**Task to carry out**:
Copy each line below containing "entry".

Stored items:
───
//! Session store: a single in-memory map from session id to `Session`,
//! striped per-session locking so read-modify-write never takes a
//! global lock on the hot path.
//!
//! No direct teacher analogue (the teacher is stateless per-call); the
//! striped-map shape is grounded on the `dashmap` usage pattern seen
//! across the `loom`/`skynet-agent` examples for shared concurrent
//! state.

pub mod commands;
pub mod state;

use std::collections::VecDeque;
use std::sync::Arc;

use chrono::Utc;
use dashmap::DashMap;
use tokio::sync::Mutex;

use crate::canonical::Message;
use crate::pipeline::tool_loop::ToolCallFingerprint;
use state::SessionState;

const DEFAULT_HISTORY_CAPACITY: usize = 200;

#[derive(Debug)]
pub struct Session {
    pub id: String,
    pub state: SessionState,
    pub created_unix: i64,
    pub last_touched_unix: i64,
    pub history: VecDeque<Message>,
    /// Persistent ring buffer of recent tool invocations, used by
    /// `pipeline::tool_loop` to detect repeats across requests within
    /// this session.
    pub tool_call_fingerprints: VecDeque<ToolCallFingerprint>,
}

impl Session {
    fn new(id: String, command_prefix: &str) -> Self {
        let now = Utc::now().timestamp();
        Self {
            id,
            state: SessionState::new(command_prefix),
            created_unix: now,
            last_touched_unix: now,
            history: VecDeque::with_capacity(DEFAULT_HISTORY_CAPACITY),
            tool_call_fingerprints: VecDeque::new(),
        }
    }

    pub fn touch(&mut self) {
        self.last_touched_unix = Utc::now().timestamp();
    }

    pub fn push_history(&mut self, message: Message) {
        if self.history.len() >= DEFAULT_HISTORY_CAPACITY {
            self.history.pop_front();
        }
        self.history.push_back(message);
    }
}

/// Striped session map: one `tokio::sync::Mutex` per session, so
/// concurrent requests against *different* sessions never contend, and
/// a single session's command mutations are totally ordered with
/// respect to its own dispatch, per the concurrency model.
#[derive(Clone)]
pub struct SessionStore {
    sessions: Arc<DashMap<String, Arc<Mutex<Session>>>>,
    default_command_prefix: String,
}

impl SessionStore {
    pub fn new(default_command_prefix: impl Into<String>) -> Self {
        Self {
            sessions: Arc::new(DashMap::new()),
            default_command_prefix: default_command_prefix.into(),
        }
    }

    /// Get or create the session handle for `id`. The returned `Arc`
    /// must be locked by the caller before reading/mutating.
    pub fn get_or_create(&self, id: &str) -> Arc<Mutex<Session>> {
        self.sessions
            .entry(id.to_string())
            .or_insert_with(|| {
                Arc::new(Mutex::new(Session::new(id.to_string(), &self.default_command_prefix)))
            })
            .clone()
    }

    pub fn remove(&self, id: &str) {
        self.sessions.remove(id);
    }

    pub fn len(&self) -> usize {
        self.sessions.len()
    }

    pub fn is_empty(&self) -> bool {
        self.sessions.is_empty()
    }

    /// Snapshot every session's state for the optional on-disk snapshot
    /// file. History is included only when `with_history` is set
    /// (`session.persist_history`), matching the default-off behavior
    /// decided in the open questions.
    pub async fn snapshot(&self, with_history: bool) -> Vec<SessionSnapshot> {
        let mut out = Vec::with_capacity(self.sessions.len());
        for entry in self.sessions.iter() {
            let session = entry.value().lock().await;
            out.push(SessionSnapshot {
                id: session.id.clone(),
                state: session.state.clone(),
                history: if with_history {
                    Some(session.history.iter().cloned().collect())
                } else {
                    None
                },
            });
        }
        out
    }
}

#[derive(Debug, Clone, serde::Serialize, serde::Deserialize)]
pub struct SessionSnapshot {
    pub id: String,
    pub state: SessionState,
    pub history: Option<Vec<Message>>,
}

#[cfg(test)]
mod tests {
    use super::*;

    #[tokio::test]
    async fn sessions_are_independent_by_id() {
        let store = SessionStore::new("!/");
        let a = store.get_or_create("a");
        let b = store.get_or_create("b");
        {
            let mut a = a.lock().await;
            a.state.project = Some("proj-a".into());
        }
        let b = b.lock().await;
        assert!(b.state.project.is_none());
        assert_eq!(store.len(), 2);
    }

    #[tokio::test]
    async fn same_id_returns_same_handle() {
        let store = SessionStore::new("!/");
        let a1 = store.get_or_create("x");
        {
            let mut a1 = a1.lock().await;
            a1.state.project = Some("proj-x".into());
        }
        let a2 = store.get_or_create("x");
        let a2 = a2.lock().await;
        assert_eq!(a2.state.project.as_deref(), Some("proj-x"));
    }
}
───
**Written answer**:
            .entry(id.to_string())
        for entry in self.sessions.iter() {
            let session = entry.value().lock().await;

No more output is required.